YOUR INSTRUCTIONS: Search the material below for the word "FnMut". Copy every line where it is found.

MATERIAL FOR THE TASK:

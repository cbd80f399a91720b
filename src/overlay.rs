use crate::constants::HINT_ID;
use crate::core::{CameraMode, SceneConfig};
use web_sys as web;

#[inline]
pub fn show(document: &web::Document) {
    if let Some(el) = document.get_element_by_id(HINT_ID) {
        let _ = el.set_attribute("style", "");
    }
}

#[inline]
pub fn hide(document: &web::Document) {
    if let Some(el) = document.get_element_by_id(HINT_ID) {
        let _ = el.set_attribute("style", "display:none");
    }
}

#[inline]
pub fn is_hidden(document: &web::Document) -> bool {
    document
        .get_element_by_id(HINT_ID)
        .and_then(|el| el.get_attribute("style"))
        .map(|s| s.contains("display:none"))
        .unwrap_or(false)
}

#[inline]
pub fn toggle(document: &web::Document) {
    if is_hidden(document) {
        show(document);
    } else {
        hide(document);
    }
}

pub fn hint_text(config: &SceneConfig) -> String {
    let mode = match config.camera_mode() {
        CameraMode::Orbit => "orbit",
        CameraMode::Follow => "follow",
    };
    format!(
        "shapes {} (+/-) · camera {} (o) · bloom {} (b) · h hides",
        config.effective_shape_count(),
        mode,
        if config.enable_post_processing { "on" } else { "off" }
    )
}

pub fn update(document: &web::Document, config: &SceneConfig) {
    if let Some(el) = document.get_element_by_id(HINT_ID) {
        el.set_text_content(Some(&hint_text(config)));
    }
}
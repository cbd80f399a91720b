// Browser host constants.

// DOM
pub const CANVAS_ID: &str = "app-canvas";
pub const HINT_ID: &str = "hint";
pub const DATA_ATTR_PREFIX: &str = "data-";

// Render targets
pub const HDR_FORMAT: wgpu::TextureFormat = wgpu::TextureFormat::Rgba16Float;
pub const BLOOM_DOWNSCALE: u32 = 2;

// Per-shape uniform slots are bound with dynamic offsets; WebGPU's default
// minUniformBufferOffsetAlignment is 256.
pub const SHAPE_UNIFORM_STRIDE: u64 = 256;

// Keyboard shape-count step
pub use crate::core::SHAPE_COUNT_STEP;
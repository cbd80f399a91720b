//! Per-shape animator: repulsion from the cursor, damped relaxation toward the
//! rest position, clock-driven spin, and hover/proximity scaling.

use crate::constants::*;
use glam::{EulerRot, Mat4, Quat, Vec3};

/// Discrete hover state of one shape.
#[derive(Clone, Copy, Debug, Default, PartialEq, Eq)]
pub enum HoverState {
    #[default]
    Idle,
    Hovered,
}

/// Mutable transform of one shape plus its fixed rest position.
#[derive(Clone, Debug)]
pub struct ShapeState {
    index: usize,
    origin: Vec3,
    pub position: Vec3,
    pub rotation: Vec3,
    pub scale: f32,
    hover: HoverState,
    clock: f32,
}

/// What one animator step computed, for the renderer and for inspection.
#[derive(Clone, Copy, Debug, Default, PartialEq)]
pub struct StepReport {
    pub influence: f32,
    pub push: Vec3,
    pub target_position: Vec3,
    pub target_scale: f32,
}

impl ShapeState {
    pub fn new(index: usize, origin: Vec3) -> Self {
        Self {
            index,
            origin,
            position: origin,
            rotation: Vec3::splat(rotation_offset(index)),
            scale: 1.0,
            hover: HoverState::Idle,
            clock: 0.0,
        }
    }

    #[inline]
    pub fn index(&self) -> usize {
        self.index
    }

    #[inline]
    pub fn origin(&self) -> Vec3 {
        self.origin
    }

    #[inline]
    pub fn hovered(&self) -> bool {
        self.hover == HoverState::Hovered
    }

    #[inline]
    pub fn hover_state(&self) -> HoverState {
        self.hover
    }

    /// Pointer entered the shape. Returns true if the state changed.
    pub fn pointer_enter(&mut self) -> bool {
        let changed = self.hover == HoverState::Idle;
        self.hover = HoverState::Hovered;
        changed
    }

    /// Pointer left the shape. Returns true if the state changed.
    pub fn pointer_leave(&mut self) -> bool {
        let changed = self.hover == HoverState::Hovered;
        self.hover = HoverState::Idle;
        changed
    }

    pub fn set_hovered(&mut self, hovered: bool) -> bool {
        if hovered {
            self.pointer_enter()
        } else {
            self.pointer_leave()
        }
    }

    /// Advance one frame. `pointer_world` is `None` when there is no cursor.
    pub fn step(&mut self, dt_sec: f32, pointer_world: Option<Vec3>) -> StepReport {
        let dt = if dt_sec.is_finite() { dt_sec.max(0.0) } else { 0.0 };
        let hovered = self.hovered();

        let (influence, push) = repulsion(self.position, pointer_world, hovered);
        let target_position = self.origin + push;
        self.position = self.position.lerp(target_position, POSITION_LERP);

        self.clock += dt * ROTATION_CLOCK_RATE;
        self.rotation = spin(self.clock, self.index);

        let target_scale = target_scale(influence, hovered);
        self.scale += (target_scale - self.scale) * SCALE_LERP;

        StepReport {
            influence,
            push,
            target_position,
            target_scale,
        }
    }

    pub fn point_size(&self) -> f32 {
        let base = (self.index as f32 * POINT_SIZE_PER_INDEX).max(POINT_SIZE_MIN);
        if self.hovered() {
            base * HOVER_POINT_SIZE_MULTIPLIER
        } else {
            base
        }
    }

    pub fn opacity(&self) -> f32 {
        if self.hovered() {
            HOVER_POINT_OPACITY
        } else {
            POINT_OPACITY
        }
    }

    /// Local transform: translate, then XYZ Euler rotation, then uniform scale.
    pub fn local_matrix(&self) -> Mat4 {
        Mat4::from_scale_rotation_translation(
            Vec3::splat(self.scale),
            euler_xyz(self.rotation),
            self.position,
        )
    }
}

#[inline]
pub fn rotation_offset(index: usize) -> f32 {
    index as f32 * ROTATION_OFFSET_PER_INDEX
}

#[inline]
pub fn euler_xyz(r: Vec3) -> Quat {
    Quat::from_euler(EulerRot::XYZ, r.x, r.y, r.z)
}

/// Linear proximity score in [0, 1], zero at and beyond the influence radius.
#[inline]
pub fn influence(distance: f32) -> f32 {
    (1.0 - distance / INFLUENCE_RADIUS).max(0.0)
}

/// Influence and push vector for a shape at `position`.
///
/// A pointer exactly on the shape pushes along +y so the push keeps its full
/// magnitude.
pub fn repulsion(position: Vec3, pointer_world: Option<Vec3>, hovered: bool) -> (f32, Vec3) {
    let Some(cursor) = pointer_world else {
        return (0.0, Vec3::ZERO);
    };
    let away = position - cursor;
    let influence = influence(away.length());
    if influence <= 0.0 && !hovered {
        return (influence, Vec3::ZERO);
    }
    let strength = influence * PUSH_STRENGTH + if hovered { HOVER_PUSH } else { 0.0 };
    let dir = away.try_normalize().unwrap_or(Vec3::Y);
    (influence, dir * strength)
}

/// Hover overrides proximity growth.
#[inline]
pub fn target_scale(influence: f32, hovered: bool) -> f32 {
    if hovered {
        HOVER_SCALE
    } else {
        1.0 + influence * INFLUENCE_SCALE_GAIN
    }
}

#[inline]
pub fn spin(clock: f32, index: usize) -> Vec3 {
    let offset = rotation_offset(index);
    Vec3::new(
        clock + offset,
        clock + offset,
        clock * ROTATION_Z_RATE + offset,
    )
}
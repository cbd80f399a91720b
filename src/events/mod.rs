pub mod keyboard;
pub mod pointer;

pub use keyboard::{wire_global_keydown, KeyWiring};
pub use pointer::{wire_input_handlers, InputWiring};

* * *

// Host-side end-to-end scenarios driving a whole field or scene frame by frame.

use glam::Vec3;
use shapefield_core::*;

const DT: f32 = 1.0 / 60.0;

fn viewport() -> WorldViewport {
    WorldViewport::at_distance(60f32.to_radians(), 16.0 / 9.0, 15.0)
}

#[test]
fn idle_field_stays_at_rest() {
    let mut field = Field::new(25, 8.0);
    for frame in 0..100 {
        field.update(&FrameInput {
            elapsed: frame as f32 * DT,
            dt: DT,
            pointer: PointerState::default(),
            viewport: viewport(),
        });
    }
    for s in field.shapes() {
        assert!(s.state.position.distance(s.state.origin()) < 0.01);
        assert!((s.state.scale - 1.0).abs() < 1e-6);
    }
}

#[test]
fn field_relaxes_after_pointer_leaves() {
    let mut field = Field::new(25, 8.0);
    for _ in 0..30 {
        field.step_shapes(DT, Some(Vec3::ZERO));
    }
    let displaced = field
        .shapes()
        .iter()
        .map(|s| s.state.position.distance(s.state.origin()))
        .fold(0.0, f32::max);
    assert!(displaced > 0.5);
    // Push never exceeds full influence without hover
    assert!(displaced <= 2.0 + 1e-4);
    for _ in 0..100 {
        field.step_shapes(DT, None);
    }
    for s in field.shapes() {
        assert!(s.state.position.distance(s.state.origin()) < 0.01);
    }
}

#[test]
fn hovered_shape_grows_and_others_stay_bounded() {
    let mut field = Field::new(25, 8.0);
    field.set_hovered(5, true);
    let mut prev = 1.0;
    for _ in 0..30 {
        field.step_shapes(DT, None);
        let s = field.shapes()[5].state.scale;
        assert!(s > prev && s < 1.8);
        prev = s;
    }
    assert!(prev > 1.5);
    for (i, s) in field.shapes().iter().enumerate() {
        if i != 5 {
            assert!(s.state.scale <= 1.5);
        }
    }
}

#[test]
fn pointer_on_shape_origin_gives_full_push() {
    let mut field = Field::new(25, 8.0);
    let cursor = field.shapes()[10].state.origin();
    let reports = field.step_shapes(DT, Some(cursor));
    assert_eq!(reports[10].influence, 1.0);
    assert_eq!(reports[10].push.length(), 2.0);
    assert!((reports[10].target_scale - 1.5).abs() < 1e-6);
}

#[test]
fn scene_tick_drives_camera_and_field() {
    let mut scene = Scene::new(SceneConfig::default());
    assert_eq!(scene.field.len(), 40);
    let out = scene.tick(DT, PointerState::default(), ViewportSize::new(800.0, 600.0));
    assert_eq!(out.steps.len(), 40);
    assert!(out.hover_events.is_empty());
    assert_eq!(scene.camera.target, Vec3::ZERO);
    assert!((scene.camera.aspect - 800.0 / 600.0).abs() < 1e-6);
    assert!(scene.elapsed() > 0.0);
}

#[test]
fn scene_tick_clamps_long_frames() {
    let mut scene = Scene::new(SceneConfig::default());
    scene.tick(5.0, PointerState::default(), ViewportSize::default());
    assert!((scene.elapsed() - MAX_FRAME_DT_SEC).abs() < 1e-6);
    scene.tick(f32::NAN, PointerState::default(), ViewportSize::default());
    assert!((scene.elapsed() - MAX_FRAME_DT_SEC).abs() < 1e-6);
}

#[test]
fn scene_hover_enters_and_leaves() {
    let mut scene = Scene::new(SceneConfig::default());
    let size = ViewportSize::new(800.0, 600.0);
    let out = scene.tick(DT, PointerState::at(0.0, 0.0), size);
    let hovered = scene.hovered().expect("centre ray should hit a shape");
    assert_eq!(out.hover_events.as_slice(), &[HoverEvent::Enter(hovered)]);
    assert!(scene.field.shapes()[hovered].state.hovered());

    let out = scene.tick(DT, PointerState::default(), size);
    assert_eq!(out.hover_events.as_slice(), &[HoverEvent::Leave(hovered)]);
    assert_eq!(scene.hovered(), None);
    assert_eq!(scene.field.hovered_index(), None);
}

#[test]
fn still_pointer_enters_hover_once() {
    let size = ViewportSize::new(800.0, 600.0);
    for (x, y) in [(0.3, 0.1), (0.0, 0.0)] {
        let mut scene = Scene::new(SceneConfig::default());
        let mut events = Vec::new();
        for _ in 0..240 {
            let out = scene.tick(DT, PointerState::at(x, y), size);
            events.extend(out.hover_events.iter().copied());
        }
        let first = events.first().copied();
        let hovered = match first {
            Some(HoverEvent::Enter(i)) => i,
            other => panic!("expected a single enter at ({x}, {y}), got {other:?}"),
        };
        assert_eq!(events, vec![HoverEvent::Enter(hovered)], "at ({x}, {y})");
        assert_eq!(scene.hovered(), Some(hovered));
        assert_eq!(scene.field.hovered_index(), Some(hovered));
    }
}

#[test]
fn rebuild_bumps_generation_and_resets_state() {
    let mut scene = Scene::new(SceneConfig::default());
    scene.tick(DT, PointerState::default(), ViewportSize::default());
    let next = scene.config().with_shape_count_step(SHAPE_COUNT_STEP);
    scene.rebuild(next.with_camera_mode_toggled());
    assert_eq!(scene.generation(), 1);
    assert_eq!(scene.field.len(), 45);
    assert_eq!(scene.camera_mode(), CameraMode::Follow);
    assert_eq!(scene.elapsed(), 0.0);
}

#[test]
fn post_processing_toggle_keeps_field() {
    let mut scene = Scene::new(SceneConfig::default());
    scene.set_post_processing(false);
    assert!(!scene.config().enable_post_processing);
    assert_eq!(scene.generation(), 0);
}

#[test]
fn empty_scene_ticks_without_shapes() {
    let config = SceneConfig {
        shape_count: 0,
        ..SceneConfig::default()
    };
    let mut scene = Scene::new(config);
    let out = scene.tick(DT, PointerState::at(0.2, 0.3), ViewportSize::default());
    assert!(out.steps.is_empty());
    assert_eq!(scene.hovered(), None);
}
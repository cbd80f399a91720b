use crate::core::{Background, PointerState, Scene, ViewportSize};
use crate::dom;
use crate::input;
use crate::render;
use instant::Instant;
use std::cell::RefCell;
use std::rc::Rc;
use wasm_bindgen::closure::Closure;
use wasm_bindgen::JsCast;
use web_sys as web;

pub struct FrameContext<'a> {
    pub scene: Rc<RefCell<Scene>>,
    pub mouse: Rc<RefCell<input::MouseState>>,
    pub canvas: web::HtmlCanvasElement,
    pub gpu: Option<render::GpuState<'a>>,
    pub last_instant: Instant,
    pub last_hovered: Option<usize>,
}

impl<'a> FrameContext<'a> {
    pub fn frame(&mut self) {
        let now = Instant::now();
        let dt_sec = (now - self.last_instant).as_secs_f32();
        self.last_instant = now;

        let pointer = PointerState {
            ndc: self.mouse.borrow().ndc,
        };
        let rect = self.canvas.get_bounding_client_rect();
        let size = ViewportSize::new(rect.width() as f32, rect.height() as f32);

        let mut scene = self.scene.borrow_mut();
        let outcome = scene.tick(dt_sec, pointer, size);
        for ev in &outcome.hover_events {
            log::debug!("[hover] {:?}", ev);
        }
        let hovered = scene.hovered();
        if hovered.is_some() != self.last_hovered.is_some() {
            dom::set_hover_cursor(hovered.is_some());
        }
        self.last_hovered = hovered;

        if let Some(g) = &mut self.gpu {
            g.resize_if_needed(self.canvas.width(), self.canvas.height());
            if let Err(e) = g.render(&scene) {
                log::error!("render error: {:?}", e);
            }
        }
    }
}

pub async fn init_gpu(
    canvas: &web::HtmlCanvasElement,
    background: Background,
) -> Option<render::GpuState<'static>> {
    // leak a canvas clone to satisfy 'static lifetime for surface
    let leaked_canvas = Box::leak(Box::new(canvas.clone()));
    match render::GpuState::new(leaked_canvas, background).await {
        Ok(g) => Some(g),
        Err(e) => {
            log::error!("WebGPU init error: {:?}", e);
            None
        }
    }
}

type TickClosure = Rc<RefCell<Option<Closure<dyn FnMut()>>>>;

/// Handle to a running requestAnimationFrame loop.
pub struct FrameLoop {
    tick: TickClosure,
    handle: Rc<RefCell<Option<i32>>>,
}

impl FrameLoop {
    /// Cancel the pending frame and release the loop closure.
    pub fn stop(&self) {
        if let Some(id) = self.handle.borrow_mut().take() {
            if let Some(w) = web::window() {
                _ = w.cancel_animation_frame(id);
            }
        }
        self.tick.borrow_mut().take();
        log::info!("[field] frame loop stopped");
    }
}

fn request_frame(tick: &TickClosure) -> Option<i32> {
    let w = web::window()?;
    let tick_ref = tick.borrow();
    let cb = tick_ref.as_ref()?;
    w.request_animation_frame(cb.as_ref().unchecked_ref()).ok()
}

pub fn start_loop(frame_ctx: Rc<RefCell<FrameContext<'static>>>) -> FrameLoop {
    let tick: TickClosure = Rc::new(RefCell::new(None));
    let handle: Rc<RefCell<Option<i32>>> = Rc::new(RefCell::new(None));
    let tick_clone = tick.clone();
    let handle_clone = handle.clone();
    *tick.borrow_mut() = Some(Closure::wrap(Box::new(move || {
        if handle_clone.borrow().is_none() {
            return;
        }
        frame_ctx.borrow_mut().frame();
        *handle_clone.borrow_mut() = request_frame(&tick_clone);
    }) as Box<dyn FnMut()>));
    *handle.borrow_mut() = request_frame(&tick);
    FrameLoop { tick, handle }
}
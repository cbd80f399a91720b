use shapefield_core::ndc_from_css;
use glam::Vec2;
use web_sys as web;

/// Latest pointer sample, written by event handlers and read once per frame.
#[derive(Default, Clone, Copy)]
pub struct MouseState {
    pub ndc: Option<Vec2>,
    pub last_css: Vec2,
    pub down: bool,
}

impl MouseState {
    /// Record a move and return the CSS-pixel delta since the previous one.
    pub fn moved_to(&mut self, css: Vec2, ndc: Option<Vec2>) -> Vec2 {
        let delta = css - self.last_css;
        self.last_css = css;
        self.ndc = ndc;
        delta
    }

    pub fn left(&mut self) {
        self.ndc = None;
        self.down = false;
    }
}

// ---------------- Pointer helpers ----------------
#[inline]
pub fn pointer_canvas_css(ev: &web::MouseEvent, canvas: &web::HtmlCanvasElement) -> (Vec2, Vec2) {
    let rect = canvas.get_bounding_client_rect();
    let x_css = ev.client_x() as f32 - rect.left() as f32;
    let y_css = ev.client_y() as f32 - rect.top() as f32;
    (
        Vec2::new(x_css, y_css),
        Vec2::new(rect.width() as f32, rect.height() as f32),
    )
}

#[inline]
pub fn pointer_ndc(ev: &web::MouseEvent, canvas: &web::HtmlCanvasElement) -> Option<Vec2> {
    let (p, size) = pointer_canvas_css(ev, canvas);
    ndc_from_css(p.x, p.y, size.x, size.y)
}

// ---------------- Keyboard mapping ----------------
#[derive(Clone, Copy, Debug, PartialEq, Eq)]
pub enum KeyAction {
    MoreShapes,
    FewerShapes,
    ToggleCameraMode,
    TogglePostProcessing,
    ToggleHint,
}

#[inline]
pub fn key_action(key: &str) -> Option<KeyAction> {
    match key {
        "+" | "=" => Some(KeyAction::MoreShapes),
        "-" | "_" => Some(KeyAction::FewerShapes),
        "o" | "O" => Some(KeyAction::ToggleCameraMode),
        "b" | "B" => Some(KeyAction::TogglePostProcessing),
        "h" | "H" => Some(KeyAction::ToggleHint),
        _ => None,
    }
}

REPLY TO THE TASK:
type TickClosure = Rc<RefCell<Option<Closure<dyn FnMut()>>>>;
    }) as Box<dyn FnMut()>));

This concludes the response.